UK Small Area Health Statistics Unit (SAHSU), Department of Epidemiology & Biostatistics, School of Public Health, Imperial College London, London, UK.
Environmental Epidemiology Group, Centre for Radiation, Chemical and Environmental Hazards, Public Health England, Chilton, UK; National Institute for Health Research Health Protection Research Unit (NIHR HPRU) in Health Impact of Environmental Hazards, UK.
Prev Med. 2020 Jul;136:106104. doi: 10.1016/j.ypmed.2020.106104. Epub 2020 Apr 27.
Unintentional non-fire related (UNFR) carbon monoxide (CO) poisoning is a preventable cause of morbidity and mortality. Epidemiological data on UNFR CO poisoning can help monitor changes in the magnitude of this burden, particularly through comparisons of multiple countries, and to identify vulnerable sub-groups of the population which may be more at risk. Here, we collected data on age- and sex- specific number of hospital admissions with a primary diagnosis of UNFR CO poisoning in England (2002-2016), aggregated to small areas, alongside area-level characteristics (i.e. deprivation, rurality and ethnicity). We analysed temporal trends using piecewise log-linear models and compared them to analogous data obtained for Canada, France, Spain and the US. We estimated age-standardized rates per 100,000 inhabitants by area-level characteristics using the WHO standard population (2000-2025). We then fitted the Besag York Mollie (BYM) model, a Bayesian hierarchical spatial model, to assess the independent effect of each area-level characteristic on the standardized risk of hospitalization. Temporal trends showed significant decreases after 2010. Decreasing trends were also observed across all countries studied, yet France had a 5-fold higher risk. Based on 3399 UNFR CO poisoning hospitalizations, we found an increased risk in areas classified as rural (0.69, 95% CrI: 0.67; 0.80), highly deprived (1.77, 95% CrI: 1.66; 2.10) or with the largest proportion of Asian (1.15, 95% CrI: 1.03; 1.49) or Black population (1.35, 95% CrI: 1.20; 1.80). Our multivariate approach provides strong evidence for the identification of vulnerable populations which can inform prevention policies and targeted interventions.

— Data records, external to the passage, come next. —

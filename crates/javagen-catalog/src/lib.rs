//! javagen-catalog - Catalog loaders for javagen
//!
//! This crate reads the external definitions that source generation starts from:
//! - [`MessageCatalog`] for XML property-list message catalogs
//! - [`properties`] for transcoding a catalog to a flat `.properties` file
//! - [`MediaTypeCatalog`] for merged `mime.types` files
//! - [`MediaTypeIndex`] for looking media types up the way the generated enum does

pub mod index;
pub mod media_types;
pub mod messages;
pub mod properties;

pub use index::MediaTypeIndex;
pub use media_types::{MediaTypeCatalog, MediaTypeSource};
pub use messages::{MessageCatalog, discover_message_files};
pub use properties::write_properties_file;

非火灾相关(UNFR)一氧化碳(CO)中毒是一种可预防的发病率和死亡率原因。UNFR CO 中毒的流行病学数据可以帮助监测这种负担的变化幅度,特别是通过比较多个国家,并确定可能面临更大风险的脆弱人群亚组。在这里,我们收集了英格兰(2002-2016 年)因 UNFR CO 中毒住院的年龄和性别特定人数的数据,按小地区汇总,并与地区水平特征(即贫困、农村和种族)相关联。我们使用分段对数线性模型分析了时间趋势,并将其与加拿大、法国、西班牙和美国获得的类似数据进行了比较。我们根据世界卫生组织标准人口(2000-2025 年),按地区水平特征估计了每 10 万人标准化发病率。然后,我们拟合了 Besag York Mollie(BYM)模型,这是一种贝叶斯层次空间模型,以评估每个地区水平特征对住院标准化风险的独立影响。时间趋势显示,2010 年后显著下降。所有研究国家也观察到下降趋势,但法国的风险高 5 倍。根据 3399 例非火灾相关 CO 中毒住院病例,我们发现农村地区(0.69,95% CrI:0.67;0.80)、高度贫困地区(1.77,95% CrI:1.66;2.10)或亚洲人口比例最大的地区(1.15,95% CrI:1.03;1.49)或黑人人口比例最大的地区(1.35,95% CrI:1.20;1.80)的风险增加。我们的多变量方法为识别脆弱人群提供了有力证据,这可以为预防政策和有针对性的干预措施提供信息。